In [1]:

import IPython
from scipy.io import wavfile
from scipy.io.wavfile import write

import matplotlib.pyplot as plt
import numpy as np

Read and play an audio file¶

In [12]:

rate, s = wavfile.read('speech.wav')
plt.plot(s)
IPython.display.Audio(s, rate=rate)

print(f"len s: {len(s)}, rate: {rate}")
duration_seconds = len(s) / rate
print(f"The duration of the audio file is {duration_seconds:.2f} seconds.")

len s: 29355, rate: 16000
The duration of the audio file is 1.83 seconds.

In [14]:

t = np.linspace(0., 1., 16000)

y = np.sin(2.0*np.pi*t)
plt.plot(y)

Out[14]:

[<matplotlib.lines.Line2D at 0x13c818b8f40>]

generate an audio file with sin signal¶

Integer PCM (Pulse Code Modulation): In this encoding, audio samples are represented as signed or unsigned integers. The bit depth determines the range and precision of these integers. For example, 16-bit PCM audio uses 16-bit signed integers to represent each sample. The range of values is determined by the bit depth; for 16-bit audio, it typically ranges from -32,768 to 32,767 for signed integers.

In integer PCM (Pulse Code Modulation) audio representation, the numerical values represent the amplitude of the audio waveform at a specific point in time. These values indicate how much the air pressure (in the case of sound waves) or voltage (in the case of analog audio) deviates from a reference point (usually zero) at that particular moment.

In [56]:

samplerate = 16000; fs = 50

t = np.linspace(0., 1., samplerate)

amplitude = np.iinfo(np.int16).max

data = amplitude * np.sin(2. * np.pi * fs * t)

fig = plt.figure(figsize=(20, 2))
plt.plot(data)
IPython.display.Audio(data1, rate=16000)

Out[56]:

Hearing test :)¶

The range of audible frequencies for the average human ear typically spans from approximately 20 Hertz (Hz) to 20,000 Hertz (20 kHz). This range can vary from person to person, and it often decreases with age. Here's a breakdown of the audible frequency range:

Low Frequencies (Bass): The lowest frequencies humans can typically perceive are around 20 Hz. These low-frequency sounds are often associated with deep bass tones in music and the rumble of thunder.

Midrange Frequencies: Most of the sounds in our everyday environment fall within the midrange frequencies, which extend from around 100 Hz to 5,000 Hz. This range encompasses speech, music, and a wide variety of everyday sounds.

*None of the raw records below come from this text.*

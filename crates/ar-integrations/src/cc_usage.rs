use async_trait::async_trait;
use serde::{Deserialize, Serialize};
use tracing::warn;

/// AI-provider usage as surfaced by `GET /api/cc-usage`.
#[derive(Debug, Clone, Serialize, Deserialize)]
pub struct CcUsage {
    pub available: bool,
    #[serde(skip_serializing_if = "Option::is_none")]
    pub groups: Option<serde_json::Value>,
}

impl CcUsage {
    pub fn unavailable() -> Self {
        Self {
            available: false,
            groups: None,
        }
    }
}

/// Optional collaborator providing usage data. A `None` provider degrades
/// to `{ "available": false }`.
#[async_trait]
pub trait CcUsageProvider: Send + Sync {
    async fn usage(&self) -> CcUsage;
}

/// Runs a configured command and parses its stdout as the usage groups JSON.
pub struct CommandCcUsage {
    command: String,
}

impl CommandCcUsage {
    pub fn new(command: impl Into<String>) -> Self {
        Self {
            command: command.into(),
        }
    }
}

#[async_trait]
impl CcUsageProvider for CommandCcUsage {
    async fn usage(&self) -> CcUsage {
        let output = tokio::process::Command::new("sh")
            .arg("-c")
            .arg(&self.command)
            .output()
            .await;

        match output {
            Ok(output) if output.status.success() => {
                match serde_json::from_slice::<serde_json::Value>(&output.stdout) {
                    Ok(groups) => CcUsage {
                        available: true,
                        groups: Some(groups),
                    },
                    Err(e) => {
                        warn!(error = %e, "cc-usage command produced invalid JSON");
                        CcUsage::unavailable()
                    }
                }
            }
            Ok(output) => {
                warn!(status = ?output.status.code(), "cc-usage command failed");
                CcUsage::unavailable()
            }
            Err(e) => {
                warn!(error = %e, "cc-usage command could not be spawned");
                CcUsage::unavailable()
            }
        }
    }
}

High Frequencies (Treble): The upper limit of human hearing, around 20,000 Hz (20 kHz), represents the highest frequencies that most people can perceive. These high frequencies are associated with the shimmer of cymbals, the chirping of birds, and other high-pitched sounds.

In [108]:

import numpy as np
import matplotlib.pyplot as plt
import IPython.display as ipd

samplerate = 16000
duration = 5  # Duration of the audio clip in seconds

# Create a time vector
t = np.linspace(0., duration, int(samplerate * duration), endpoint=False)

# Define the frequency sweep parameters
start_freq = 20  # Starting frequency in Hz
end_freq = 20000  # Ending frequency in Hz

# Generate the frequency sweep signal
data = np.sin(2. * np.pi * np.logspace(np.log10(start_freq), np.log10(end_freq), len(t)) * t)

# Normalize the signal
amplitude = np.iinfo(np.int16).max
data = amplitude * data / np.max(np.abs(data))

# Plot the waveform
fig = plt.figure(figsize=(10, 4))
plt.plot(t, data)
plt.xlabel('Time (s)')
plt.ylabel('Amplitude')
plt.title('Frequency Sweep')
plt.grid(True)

# Create an audio clip from the generated signal and display/play it
ipd.display(ipd.Audio(data, rate=samplerate))

In [109]:

samplerate = 16000; fs = 60

t = np.linspace(0., 1., samplerate)

amplitude = np.iinfo(np.int16).max

data3 = amplitude/5 * np.sin(2. * np.pi * fs * t)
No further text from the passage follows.